━━ RECORDS SUPPLIED ━━

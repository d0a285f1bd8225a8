//! catlearn settings loading and validation.
//!
//! This crate provides:
//! - Typed Rust structs for settings.json
//! - Settings resolution (CLI → env → XDG → system → defaults)
//! - Semantic validation
//! - Settings snapshots embedded in command output

pub mod resolve;
pub mod settings;
pub mod snapshot;
pub mod validate;

pub use resolve::{resolve_settings, SettingsPath, SettingsSource};
pub use settings::{KappaNuPrior, PriorDefaults, Settings, Tolerances};
pub use snapshot::SettingsSnapshot;
pub use validate::{validate_settings, ValidationError, ValidationResult};

/// Schema version for settings files.
pub const SETTINGS_SCHEMA_VERSION: &str = "1.0.0";

/// Load settings with the standard resolution order and validate them.
///
/// Returns the settings together with a snapshot describing where they came
/// from. When no file is found the built-in defaults are used.
pub fn load_settings(
    cli_path: Option<&std::path::Path>,
) -> ValidationResult<(Settings, SettingsSnapshot)> {
    let resolved = resolve_settings(cli_path);
    match &resolved.path {
        Some(path) => {
            let content = std::fs::read_to_string(path).map_err(|e| {
                ValidationError::IoError(format!("Failed to read {}: {}", path.display(), e))
            })?;
            let settings = Settings::from_json_str(&content)?;
            validate_settings(&settings)?;
            let snapshot = SettingsSnapshot::new(&settings, &resolved, Some(&content));
            Ok((settings, snapshot))
        }
        None => {
            let settings = Settings::default();
            let snapshot = SettingsSnapshot::new(&settings, &resolved, None);
            Ok((settings, snapshot))
        }
    }
}
//! Settings snapshots for reproducibility.
//!
//! A snapshot records which settings an evaluation ran under, so a density
//! value written to disk can be traced back to the exact prior defaults and
//! tolerances that produced it.

use chrono::{DateTime, Utc};
use serde::{Deserialize, Serialize};
use sha2::{Digest, Sha256};

use crate::resolve::SettingsPath;
use crate::settings::Settings;

/// A frozen snapshot of settings state.
#[derive(Debug, Clone, Serialize, Deserialize)]
pub struct SettingsSnapshot {
    /// When this snapshot was taken.
    pub timestamp: DateTime<Utc>,

    /// Schema version of the settings.
    pub schema_version: String,

    /// Where the settings were resolved from.
    pub source: String,

    /// Path the settings were loaded from.
    #[serde(default)]
    pub path: Option<String>,

    /// SHA-256 of the raw file content, or of the canonical default JSON.
    pub content_hash: String,

    /// Effective default half-Cauchy scale.
    pub tau_scale: f64,

    /// Effective default LKJ concentration.
    pub l_omega_scale: f64,
}

impl SettingsSnapshot {
    /// Create a snapshot from loaded settings.
    pub fn new(settings: &Settings, resolved: &SettingsPath, raw: Option<&str>) -> Self {
        let content_hash = match raw {
            Some(content) => hash_content(content),
            None => hash_content(&serde_json::to_string(settings).unwrap_or_default()),
        };

        SettingsSnapshot {
            timestamp: Utc::now(),
            schema_version: settings.schema_version.clone(),
            source: resolved.source.to_string(),
            path: resolved.path.as_ref().map(|p| p.display().to_string()),
            content_hash,
            tau_scale: settings.prior_defaults.tau_scale,
            l_omega_scale: settings.prior_defaults.l_omega_scale,
        }
    }

    /// Check if this snapshot matches another (same settings content).
    pub fn matches(&self, other: &SettingsSnapshot) -> bool {
        self.content_hash == other.content_hash
    }

    /// Get a short identifier for this snapshot (first 12 chars of hash).
    pub fn short_id(&self) -> &str {
        &self.content_hash[..12.min(self.content_hash.len())]
    }
}

/// SHA-256 of a string, hex encoded.
pub fn hash_content(content: &str) -> String {
    let mut hasher = Sha256::new();
    hasher.update(content.as_bytes());
    hex::encode(hasher.finalize())
}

━━━

EXERCISE DIRECTIONS: Within the records, tally every line that contains the word "crate". Only the resulting number should be given.

RESULT: 3